Am I doing something wrong, is coverage really this different, or is it possible there is a problem with the tool?

Thank you, Chris

you are correct there is an update coming for e700 in Wifi Designer which will show the improvement in the coverage for e700. We should be releasing this shortly.

@jim Great!

Is this an error, or is it just showing something like a single chain for coverage (i.e., is the pattern correct, just the magnitude off and I can manipulate that myself)? Can you confirm if the 2.4 GHz coverage shows correctly in WiFi Designer?

I look forward to the update. Since the WiFi Designer is hosted, how will we be able to tell when the update is in place?

Thank you, Chris

when we measured the antenna pattern in our chamber what we see is the peak gain points are not at 0deg azimuth\0deg elevation which we normally use for vertically mounted devices for showing the composite 2D Azimuth and Elevation patterns. So the data conversion is being updated as this is an Omni type pattern with 4 elements for 5G and two for 2.4G for the 2.4G it is closer to what it should show but 5G is the one that needs more work.

e700 has been updated in WFD so please get the latest version. It was mainly a 5GHz pattern update and basically it was not showing the range\coverage that is reality.

@jim When you say, “please get the latest version”, how do I do that? Mine currently shows “wfdc-2.1.1-902” in the lower left corner. I tried logging out and logging back in - but the E700 still shows the old 5 GHz coverage pattern.

Thank you, Chris

did you get this resolved? we updated the e700 antenna pattern details in our Wifi Designer as well as with Ekahau, iBwave, and Air Magnet (Net Ally) but the update may not have yet propagated into their latest releases yet.

Jim,

In the WiFi Designer, I still see much larger 5 GHz coverage on an E510 than an E700. The coverage for the E700 in 5 GHz is different than it was before, but it is not nearly as significant as the E510. It doesn’t appear to have been resolved yet.

[E700 on the left, E510 on the right]

WiFi designer assumes the same TX power (I believe 20) regardless. the e700 can go higher in TX power on the 5G band. The antenna gain of the e510 antenna is about 4dBi higher than the e700 but the e700 will give a bit better coverage out the back of the AP vs the e510. So if you increase the e700 TX power to maximum which is 28dBm vs 25dBm for e510 they should become close to equal in terms of best case range.
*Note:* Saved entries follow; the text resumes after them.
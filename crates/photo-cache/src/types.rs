//! Cache types

use crate::error::PhotoCacheError;
use chrono::{DateTime, Utc};
use serde::{Deserialize, Serialize};
use std::path::PathBuf;
use std::time::Duration;

/// Default bound on a single download
pub const DEFAULT_DOWNLOAD_TIMEOUT: Duration = Duration::from_secs(30);

/// Where a cached photo came from, as supplied by the caller.
///
/// Entries rebuilt from the cache directory after a restart only know their
/// id, so their provenance is `Unknown` rather than a made-up placeholder.
#[derive(Debug, Clone, PartialEq, Serialize, Deserialize)]
#[serde(tag = "kind", content = "data", rename_all = "snake_case")]
pub enum Provenance {
    Recorded(serde_json::Value),
    Unknown,
}

impl Provenance {
    pub fn is_known(&self) -> bool {
        matches!(self, Provenance::Recorded(_))
    }
}

/// Metadata for a cached photo
#[derive(Debug, Clone, PartialEq, Serialize, Deserialize)]
pub struct CacheEntry {
    pub photo_id: String,
    pub provenance: Provenance,
    pub path: PathBuf,
    pub cached_at: DateTime<Utc>,
    pub size: u64,
}

/// Describes how to fetch a photo that is not cached yet
#[derive(Debug, Clone)]
pub struct DownloadRequest {
    pub photo_id: String,
    pub url: String,
    pub provenance: serde_json::Value,
    pub timeout: Duration,
}

impl DownloadRequest {
    pub fn new(photo_id: impl Into<String>, url: impl Into<String>) -> Self {
        Self {
            photo_id: photo_id.into(),
            url: url.into(),
            provenance: serde_json::Value::Null,
            timeout: DEFAULT_DOWNLOAD_TIMEOUT,
        }
    }

    pub fn with_provenance(mut self, provenance: serde_json::Value) -> Self {
        self.provenance = provenance;
        self
    }

    pub fn with_timeout(mut self, timeout: Duration) -> Self {
        self.timeout = timeout;
        self
    }
}

/// Statistics about the cache
#[derive(Debug, Clone, Default, Serialize, Deserialize)]
pub struct CacheStats {
    pub entries: usize,
    pub total_size: u64,
    pub hits: u64,
    pub misses: u64,
    pub transfers: u64,
}

/// Outcome of a bulk eviction
#[derive(Debug, Clone, Default, PartialEq, Serialize, Deserialize)]
pub struct EvictionReport {
    pub removed: Vec<String>,
    pub freed_bytes: u64,
}

impl EvictionReport {
    pub(crate) fn record(&mut self, entry: &CacheEntry) {
        self.removed.push(entry.photo_id.clone());
        self.freed_bytes += entry.size;
    }

    pub(crate) fn merge(&mut self, other: EvictionReport) {
        self.removed.extend(other.removed);
        self.freed_bytes += other.freed_bytes;
    }
}

/// Eviction applied when the host reports resource pressure
#[derive(Debug, Clone)]
pub struct PressurePolicy {
    /// Entries older than this are dropped first
    pub max_age: Duration,
    /// Byte budget the cache is trimmed down to afterwards
    pub target_bytes: u64,
}

impl Default for PressurePolicy {
    fn default() -> Self {
        Self {
            max_age: Duration::from_secs(24 * 60 * 60), // 1 day
            target_bytes: 50 * 1024 * 1024,             // 50 MB
        }
    }
}

/// Per-id result of a batch download
#[derive(Debug, Clone)]
pub struct BatchItem {
    pub photo_id: String,
    pub result: Result<CacheEntry, PhotoCacheError>,
}

impl BatchItem {
    pub fn is_ok(&self) -> bool {
        self.result.is_ok()
    }
}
The E510 only shows 1 dB higher gain (in 5 GHz) when compared to the E700, so I expected very similar range in modeling.

when we create the composite antenna patterns we take the raw measured data and for two chain devices like e510\e505\e500 we combine them constructively since we generally assume that the client device will “see” the “ideal” composite pattern (not necessarily true but we need some reference to use) but for a four chain device like e700 at 5GHz we cannot always assume that the client will see perfect composite patterns of all four transmissions perfectly combined so we made some assumptions that all 6dB improvement would not be seen by the client so the e700 pattern is a bit “conservative”. I would expect e700 range to be better overall since it can do higher power and has four elements vs. two on e510. e510 has less max power capability as I noted.

I would also point out that the radiation efficiency out the backside of the e510 is not as good as out the front-side while on the e700 it is more uniform around the device. This is shown in WiFi Designer.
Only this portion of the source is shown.